The concept of “a few bad apples” is that it is way too often used as an apologetic, and a reason to avoid addressing the issue. However, the question is, how many bad apples are there really? And how many are too many?
Midwifery goes way beyond “a few bad apples.” With midwifery, the defense is not “there are a few bad apples,” but more of the “not everyone is like that.” And any profession that has to be defended with “not everyone is bad” has a serious problem, either real or perceived. See also: chiropractors.

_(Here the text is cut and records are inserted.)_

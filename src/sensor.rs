//! Simulated orientation sensor.
//!
//! Stands in for the watch magnetometer: the arrow keys turn the "wrist", `C`
//! toggles the calibration flag and a slow wobble adds sensor noise. Samples
//! pass through the same hysteresis a real compass service applies, so the
//! engine only sees changes of at least `HEADING_HYSTERESIS`.
//!
//! The simulated heading is a plain compass heading (clockwise from north).
//! Samples carry it negated, as the watch compass service reports it.

use qibla_common::angle::{self, Angle, FULL_TURN};
use qibla_common::config::HEADING_HYSTERESIS;
use qibla_common::{HeadingSample, HeadingValidity};

/// Heading change per arrow key press (10°).
pub const TURN_STEP: Angle = FULL_TURN / 36;

/// Peak amplitude of the simulated noise (1.5°). Peak to peak stays below the hysteresis.
const WOBBLE_AMPLITUDE: Angle = FULL_TURN / 240;

/// Polls per wobble period.
const WOBBLE_PERIOD: u32 = 16;

pub struct SimulatedCompass {
    heading: Angle,
    validity: HeadingValidity,
    last_reported: Option<HeadingSample>,
    polls: u32,
}

impl SimulatedCompass {
    pub const fn new(heading: Angle) -> Self {
        Self {
            heading,
            validity: HeadingValidity::Valid,
            last_reported: None,
            polls: 0,
        }
    }

    /// Turn the wrist clockwise (positive) or counter-clockwise.
    pub fn rotate(
        &mut self,
        delta: Angle,
    ) {
        self.heading = angle::normalize(self.heading + delta);
    }

    /// Flip between a trusted reading and "needs calibration".
    pub fn toggle_calibration(&mut self) -> HeadingValidity {
        self.validity = match self.validity {
            HeadingValidity::Valid => HeadingValidity::NeedsCalibration,
            HeadingValidity::NeedsCalibration => HeadingValidity::Valid,
        };
        self.validity
    }

    #[inline]
    pub const fn heading(&self) -> Angle { self.heading }

    /// Next sample to deliver, if it clears the hysteresis threshold.
    pub fn poll(&mut self) -> Option<HeadingSample> {
        self.polls = self.polls.wrapping_add(1);
        let sample = HeadingSample {
            angle: angle::normalize(-(self.heading + self.wobble())),
            validity: self.validity,
        };

        let report = match self.last_reported {
            None => true,
            Some(last) => {
                last.validity != sample.validity
                    || angle::shortest_delta(last.angle, sample.angle).abs() >= HEADING_HYSTERESIS
            }
        };
        if !report {
            return None;
        }
        self.last_reported = Some(sample);
        Some(sample)
    }

    /// Triangle wave in `[-WOBBLE_AMPLITUDE, WOBBLE_AMPLITUDE]`.
    fn wobble(&self) -> Angle {
        let phase = (self.polls % WOBBLE_PERIOD) as i32;
        let half = (WOBBLE_PERIOD / 2) as i32;
        let ramp = if phase < half { phase } else { 2 * half - phase };
        WOBBLE_AMPLITUDE * (2 * ramp - half) / half
    }
}

#[cfg(test)]
mod tests {
    use qibla_common::angle::HALF_TURN;
    use qibla_common::heading::HeadingFilter;

    use super::*;

    #[test]
    fn test_first_poll_reports() {
        let mut compass = SimulatedCompass::new(0);
        let sample = compass.poll().unwrap();
        assert_eq!(sample.validity, HeadingValidity::Valid);
    }

    #[test]
    fn test_noise_is_filtered_by_hysteresis() {
        let mut compass = SimulatedCompass::new(1000);
        compass.poll();
        for _ in 0..100 {
            assert!(compass.poll().is_none());
        }
    }

    #[test]
    fn test_rotation_is_reported() {
        let mut compass = SimulatedCompass::new(0);
        compass.poll();
        compass.rotate(TURN_STEP);
        let sample = compass.poll().unwrap();
        assert!(angle::shortest_delta(-TURN_STEP, sample.angle).abs() <= WOBBLE_AMPLITUDE);
    }

    #[test]
    fn test_turning_right_moves_north_left() {
        let mut compass = SimulatedCompass::new(0);
        compass.poll();
        // Nine steps right: facing east
        for _ in 0..9 {
            compass.rotate(TURN_STEP);
        }
        let sample = compass.poll().unwrap();
        let mut filter = HeadingFilter::new();
        filter.on_sample(sample);
        filter.snap();
        let error = angle::shortest_delta(HALF_TURN, filter.displayed_north());
        assert!(error.abs() <= 2 * WOBBLE_AMPLITUDE);
    }

    #[test]
    fn test_rotation_wraps() {
        let mut compass = SimulatedCompass::new(0);
        compass.rotate(-TURN_STEP);
        assert_eq!(compass.heading(), FULL_TURN - TURN_STEP);
    }

    #[test]
    fn test_calibration_change_is_reported() {
        let mut compass = SimulatedCompass::new(0);
        compass.poll();
        assert_eq!(compass.toggle_calibration(), HeadingValidity::NeedsCalibration);
        let sample = compass.poll().unwrap();
        assert_eq!(sample.validity, HeadingValidity::NeedsCalibration);
    }

    #[test]
    fn test_wobble_bounds() {
        let mut compass = SimulatedCompass::new(0);
        for _ in 0..(WOBBLE_PERIOD * 2) {
            compass.polls += 1;
            assert!(compass.wobble().abs() <= WOBBLE_AMPLITUDE);
        }
    }
}
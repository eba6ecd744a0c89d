//! Leveled event log kept in a fixed ring buffer.
//!
//! The engine records what it did (fix accepted, store failure, mode change)
//! here instead of printing, so the host can show the tail on its debug page
//! and mirror entries to its own console.
//!
//! # Usage
//!
//! ```ignore
//! let mut log = EventLog::new();
//! log_info!(log, "fix {} {}", lat, lon);
//! log_warn!(log, "store: {}", err);
//!
//! for entry in log.iter() {
//!     println!("{} {}", entry.level.prefix(), entry.message);
//! }
//! ```

use embedded_graphics::pixelcolor::Rgb565;
use heapless::{Deque, String};

use crate::colors::{GRAY, GREEN, RED, YELLOW};

// =============================================================================
// Event Log Configuration
// =============================================================================

/// Maximum number of entries kept in the ring buffer.
pub const LOG_ENTRIES: usize = 8;

/// Maximum characters per log message.
pub const LOG_MSG_LEN: usize = 40;

// =============================================================================
// Log Level
// =============================================================================

/// Log severity level.
#[derive(Clone, Copy, PartialEq, Eq, PartialOrd, Ord, Debug, Default)]
#[repr(u8)]
pub enum LogLevel {
    /// Verbose debugging (dark gray)
    Trace = 0,
    /// Debug information (gray)
    Debug = 1,
    /// Normal operation (green)
    #[default]
    Info = 2,
    /// Warnings (yellow)
    Warn = 3,
    /// Errors (red)
    Error = 4,
}

impl LogLevel {
    /// Display color for this level.
    pub const fn color(self) -> Rgb565 {
        match self {
            Self::Trace | Self::Debug => GRAY,
            Self::Info => GREEN,
            Self::Warn => YELLOW,
            Self::Error => RED,
        }
    }

    /// Single-character prefix for this level.
    pub const fn prefix(self) -> char {
        match self {
            Self::Trace => 'T',
            Self::Debug => 'D',
            Self::Info => 'I',
            Self::Warn => 'W',
            Self::Error => 'E',
        }
    }
}

// =============================================================================
// Log Entry
// =============================================================================

/// A single log entry.
#[derive(Clone, Debug)]
pub struct LogEntry {
    pub level: LogLevel,
    /// Message, truncated to `LOG_MSG_LEN - 1` characters.
    pub message: String<LOG_MSG_LEN>,
    /// Monotonic entry number, so hosts can tell which entries they already mirrored.
    pub sequence: u32,
}

// =============================================================================
// Event Log Ring Buffer
// =============================================================================

/// Ring buffer of the last `LOG_ENTRIES` events. Oldest entries are dropped.
pub struct EventLog {
    buffer: Deque<LogEntry, LOG_ENTRIES>,
    next_sequence: u32,
}

impl EventLog {
    pub const fn new() -> Self {
        Self {
            buffer: Deque::new(),
            next_sequence: 0,
        }
    }

    /// Push a message. If the buffer is full the oldest entry is dropped.
    pub fn push(
        &mut self,
        level: LogLevel,
        msg: &str,
    ) {
        if self.buffer.is_full() {
            self.buffer.pop_front();
        }

        let mut message: String<LOG_MSG_LEN> = String::new();
        for (i, c) in msg.chars().enumerate() {
            if i >= LOG_MSG_LEN - 1 {
                break;
            }
            message.push(c).ok();
        }

        let entry = LogEntry {
            level,
            message,
            sequence: self.next_sequence,
        };
        self.next_sequence = self.next_sequence.wrapping_add(1);
        self.buffer.push_back(entry).ok();
    }

    /// Iterate over entries (oldest first).
    pub fn iter(&self) -> impl Iterator<Item = &LogEntry> { self.buffer.iter() }

    /// Entries with a sequence number at or after `sequence`.
    pub fn since(
        &self,
        sequence: u32,
    ) -> impl Iterator<Item = &LogEntry> {
        self.buffer.iter().filter(move |entry| entry.sequence >= sequence)
    }

    /// Sequence number the next entry will get.
    #[inline]
    pub const fn next_sequence(&self) -> u32 { self.next_sequence }

    #[inline]
    pub const fn len(&self) -> usize { self.buffer.len() }

    #[inline]
    pub fn is_empty(&self) -> bool { self.buffer.is_empty() }
}

impl Default for EventLog {
    fn default() -> Self { Self::new() }
}

// =============================================================================
// Logging Macros
// =============================================================================

/// Format into a log buffer at an explicit level.
#[macro_export]
macro_rules! log_event {
    ($log:expr, $level:expr, $($arg:tt)*) => {{
        use core::fmt::Write;
        let mut buf: heapless::String<{ $crate::log::LOG_MSG_LEN }> = heapless::String::new();
        let _ = write!(buf, $($arg)*);
        $log.push($level, buf.as_str());
    }};
}

/// Log a message at Debug level.
#[macro_export]
macro_rules! log_debug {
    ($log:expr, $($arg:tt)*) => { $crate::log_event!($log, $crate::log::LogLevel::Debug, $($arg)*) };
}

/// Log a message at Info level.
#[macro_export]
macro_rules! log_info {
    ($log:expr, $($arg:tt)*) => { $crate::log_event!($log, $crate::log::LogLevel::Info, $($arg)*) };
}

/// Log a message at Warn level.
#[macro_export]
macro_rules! log_warn {
    ($log:expr, $($arg:tt)*) => { $crate::log_event!($log, $crate::log::LogLevel::Warn, $($arg)*) };
}

/// Log a message at Error level.
#[macro_export]
macro_rules! log_error {
    ($log:expr, $($arg:tt)*) => { $crate::log_event!($log, $crate::log::LogLevel::Error, $($arg)*) };
}

// =============================================================================
// Tests
// =============================================================================

#[cfg(test)]
mod tests {
    use super::*;

    #[test]
    fn test_event_log_push() {
        let mut log = EventLog::new();
        assert!(log.is_empty());

        log.push(LogLevel::Info, "Test message");
        assert_eq!(log.len(), 1);

        log.push(LogLevel::Warn, "Another message");
        assert_eq!(log.len(), 2);
        assert_eq!(log.iter().last().unwrap().level, LogLevel::Warn);
    }

    #[test]
    fn test_event_log_ring_buffer() {
        let mut log = EventLog::new();
        for i in 0..LOG_ENTRIES {
            log_info!(log, "{}", i);
        }
        assert_eq!(log.len(), LOG_ENTRIES);

        log.push(LogLevel::Info, "New");
        assert_eq!(log.len(), LOG_ENTRIES);

        // "0" was dropped
        let first = log.iter().next().unwrap();
        assert_eq!(first.message.as_str(), "1");
        assert_eq!(first.sequence, 1);
    }

    #[test]
    fn test_event_log_truncation() {
        let mut log = EventLog::new();
        log.push(LogLevel::Debug, "This is a very long message that exceeds the maximum line length limit");

        let stored = log.iter().next().unwrap();
        assert!(stored.message.len() < LOG_MSG_LEN);
    }

    #[test]
    fn test_since_filters_mirrored_entries() {
        let mut log = EventLog::new();
        log_warn!(log, "a");
        let mark = log.next_sequence();
        log_error!(log, "b {}", 2);
        let fresh: Vec<&str> = log.since(mark).map(|e| e.message.as_str()).collect();
        assert_eq!(fresh, ["b 2"]);
    }

    #[test]
    fn test_level_prefix_and_order() {
        assert_eq!(LogLevel::Warn.prefix(), 'W');
        assert!(LogLevel::Error > LogLevel::Info);
        assert_eq!(LogLevel::Info.color(), GREEN);
    }
}
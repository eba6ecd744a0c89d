//! Color constants for the compass face.
//!
//! Standard colors come from the `RgbColor` trait constants so they map to the
//! exact Rgb565 extremes. Custom colors are constructed directly.
//!
//! ## Rgb565 Color Format
//!
//! Rgb565 uses 16 bits per pixel: 5 bits red, 6 bits green, 5 bits blue.
//! - Red: 0-31 (5 bits)
//! - Green: 0-63 (6 bits)
//! - Blue: 0-31 (5 bits)

use embedded_graphics::pixelcolor::{Rgb565, RgbColor};

// =============================================================================
// Standard Colors
// =============================================================================

/// Background.
pub const BLACK: Rgb565 = Rgb565::BLACK;

/// Labels and the centre glyph.
pub const WHITE: Rgb565 = Rgb565::WHITE;

/// North chevron, error log entries.
pub const RED: Rgb565 = Rgb565::RED;

/// Target arrow, info log entries.
pub const GREEN: Rgb565 = Rgb565::GREEN;

/// Solar marker, warnings.
pub const YELLOW: Rgb565 = Rgb565::YELLOW;

// =============================================================================
// Custom Colors
// =============================================================================

/// Calibration prompt background.
/// RGB565: (31, 32, 0).
pub const ORANGE: Rgb565 = Rgb565::new(31, 32, 0);

/// Dial ring and dividers. Roughly 25% brightness.
pub const GRAY: Rgb565 = Rgb565::new(8, 16, 8);

/// Mode popup background.
/// RGB565: (0, 20, 10), a dark blue-green.
pub const DARK_TEAL: Rgb565 = Rgb565::new(0, 20, 10);
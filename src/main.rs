//! Qibla compass simulator for desktop.
//!
//! Hosts the compass engine the way a watch would: a single-threaded event loop
//! feeding it sensor samples, companion messages, clock ticks and button presses,
//! redrawing whenever a handler reports a change.
//!
//! # Controls
//!
//! - `Left`/`Right`: turn the simulated wrist
//! - `C`: toggle the compass calibration flag
//! - `Space`: cycle alignment mode
//! - `F`: send the next preset location from the companion
//! - `T`: advance the clock one hour
//! - `Y`: switch between compass and debug pages

// Crate-level lints
#![allow(clippy::cast_possible_truncation)]
#![allow(clippy::cast_possible_wrap)]
#![allow(clippy::cast_sign_loss)]
#![allow(clippy::too_many_lines)]

mod clock;
mod companion;
mod popup;
mod screens;
mod sensor;
mod store;
mod timing;

use std::env;
use std::thread;
use std::time::Instant;

use embedded_graphics::pixelcolor::Rgb565;
use embedded_graphics::prelude::*;
use embedded_graphics_simulator::sdl2::Keycode;
use embedded_graphics_simulator::{OutputSettingsBuilder, SimulatorDisplay, SimulatorEvent, Window};
use qibla_common::colors::BLACK;
use qibla_common::config::{SCREEN_HEIGHT, SCREEN_WIDTH};
use qibla_common::solar::CivilTime;
use qibla_common::{CompassEngine, EngineConfig, Page};

use crate::clock::SimClock;
use crate::companion::SimulatedCompanion;
use crate::popup::Popup;
use crate::screens::{draw_compass_page, draw_debug_page};
use crate::sensor::{SimulatedCompass, TURN_STEP};
use crate::store::FileStore;
use crate::timing::{COMPANION_RETRY, FRAME_TIME, GRACE_PERIOD, SENSOR_PERIOD, SIM_MINUTE};

/// Settings file used unless `QIBLA_SETTINGS` points elsewhere.
const DEFAULT_SETTINGS_PATH: &str = "qibla-settings.txt";

/// Simulated time of day at startup.
const START_TIME: CivilTime = CivilTime::new(6, 0);

fn main() {
    let mut display: SimulatorDisplay<Rgb565> = SimulatorDisplay::new(Size::new(SCREEN_WIDTH, SCREEN_HEIGHT));
    let output_settings = OutputSettingsBuilder::new().scale(3).build();
    let mut window = Window::new("Qibla Compass Sim", &output_settings);

    display.clear(BLACK).ok();
    window.update(&display);

    let settings_path = env::var("QIBLA_SETTINGS").unwrap_or_else(|_| DEFAULT_SETTINGS_PATH.to_owned());
    let mut store = FileStore::open(&settings_path).unwrap_or_else(|err| {
        println!("[W] settings file {settings_path}: {err}, starting empty");
        FileStore::empty(&settings_path)
    });

    let started = Instant::now();
    let mut engine = CompassEngine::new(EngineConfig::default());
    let mut compass = SimulatedCompass::new(0);
    let mut companion = SimulatedCompanion::new(COMPANION_RETRY);
    let mut clock = SimClock::new(START_TIME, started, SIM_MINUTE);

    engine.restore(&store);
    engine.on_clock_tick(clock.time());

    // UI state
    let mut current_page = Page::default();
    let mut active_popup: Option<Popup> = None;
    let mut redraw = true;
    let mut grace_pending = true;
    let mut last_sensor_poll: Option<Instant> = None;
    let mut mirrored_log = 0u32;

    loop {
        let frame_start = Instant::now();

        // Handle events
        for ev in window.events() {
            match ev {
                SimulatorEvent::Quit => return,
                SimulatorEvent::KeyDown { keycode, repeat, .. } => match keycode {
                    Keycode::Left => {
                        compass.rotate(-TURN_STEP);
                        redraw |= current_page == Page::Debug;
                    }
                    Keycode::Right => {
                        compass.rotate(TURN_STEP);
                        redraw |= current_page == Page::Debug;
                    }
                    _ if repeat => {}
                    Keycode::C => {
                        compass.toggle_calibration();
                    }
                    Keycode::Space => {
                        redraw |= engine.on_cycle_mode();
                        active_popup = Some(Popup::Mode(frame_start, engine.state().mode));
                    }
                    Keycode::F => {
                        let preset = companion.queue_next();
                        println!("[I] companion: sending {}", preset.name);
                    }
                    Keycode::T => {
                        redraw |= engine.on_clock_tick(clock.advance_hours(1));
                    }
                    Keycode::Y => {
                        current_page = current_page.toggle();
                        active_popup = None;
                        redraw = true;
                    }
                    _ => {}
                },
                _ => {}
            }
        }

        // Orientation sensor
        if last_sensor_poll.is_none_or(|t| frame_start.duration_since(t) >= SENSOR_PERIOD) {
            last_sensor_poll = Some(frame_start);
            if let Some(sample) = compass.poll() {
                redraw |= engine.on_heading(sample);
            }
        }

        // Companion link
        if let Some(msg) = companion.poll(frame_start) {
            match engine.on_settings(&msg, &mut store) {
                Ok(changed) => {
                    redraw |= changed;
                    if let Some(attempts) = companion.acknowledge() {
                        println!("[I] companion: acknowledged after {attempts} send(s)");
                    }
                    active_popup = Some(Popup::Synced(frame_start));
                }
                Err(err) => {
                    companion.nack();
                    println!("[W] companion: {err}");
                    active_popup = Some(Popup::Rejected(frame_start));
                }
            }
        }

        // Timers
        if grace_pending && started.elapsed() >= GRACE_PERIOD {
            grace_pending = false;
            redraw |= engine.on_grace_elapsed();
        }
        if let Some(time) = clock.update(frame_start) {
            redraw |= engine.on_clock_tick(time);
        }
        redraw |= engine.on_filter_tick();

        // Check popup expiration
        if active_popup.as_ref().is_some_and(Popup::is_expired) {
            active_popup = None;
            redraw = true;
        }

        // Mirror new log entries to the console
        for entry in engine.log().since(mirrored_log) {
            println!("[{}] {}", entry.level.prefix(), entry.message);
        }
        mirrored_log = engine.log().next_sequence();

        if redraw {
            match current_page {
                Page::Compass => draw_compass_page(&mut display, &engine, active_popup.as_ref()),
                Page::Debug => draw_debug_page(&mut display, &engine, clock.time(), compass.heading()),
            }
            redraw = false;
        }

        window.update(&display);

        if let Some(remaining) = FRAME_TIME.checked_sub(frame_start.elapsed()) {
            thread::sleep(remaining);
        }
    }
}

The only way that these professions can be fixed is if the “good” ones take a stand. I know you’ve claimed that the NCM (I think that’s the group) has been working against the attitudes of those in the RCM, but it’s clearly failing. They need to make the bad ones the rare bad apple, instead of trying to find the good one in a festering mess.
Of course, keep in mind that calling them “bad apples” doesn’t really help, because, as the ripening process works, one bad apple DOES ruin the rest. Therefore, “bad apples” does not mean that they are rare and therefore don’t need to be worried about. The whole point of the bad apple analogy is that ONE bad apple DOES ruin the batch, and therefore you need to get rid of it, and you can’t ignore it.
That is so true, gah I want to just write a long letter to the NMC, I do agree that they definitely need to do so much more. I think the education needs to be addressed, as well as changing the guidelines so there’s no potential for ‘interpretation’.
This is Byrom’s daughter. https://twitter.com/acbmidwife
The apple doesn’t fall far from the tree
They just get worse & worse . Telling Mr Titcombe not to play the victim card !
You honestly couldn’t make this stuff up !
This was the one that struck me.
Yes Mr. Titcomb. If you’re going to continue to try and muddy up the issue with facts, there’s no point in continuing this discussion!
all those darn facts, they’re just not natural enough
Sheena Byron et al. must not understand what unprofessional behavior is. Tweeting articles and talking with other professionals is professional behavior.
Telling a father whose son died “not to play the victim card” is so far outside of professional behavior that I image this could/should lead to sanctions for any licensed midwives involved in this continuing terrible behavior.
James Titcombe is my hero.
I called Sheena on the carpet on Twitter about the things that she tweeted about James Titcombe. I quoted her own words. Her response? She claimed I was quoting her out of context (I wasn’t) and that I was harassing her. She has now blocked me.
Oh that really stuck in my craw too! He didn’t even mention his precious son and he got a horrible comment like that. What a total bully…and bitch.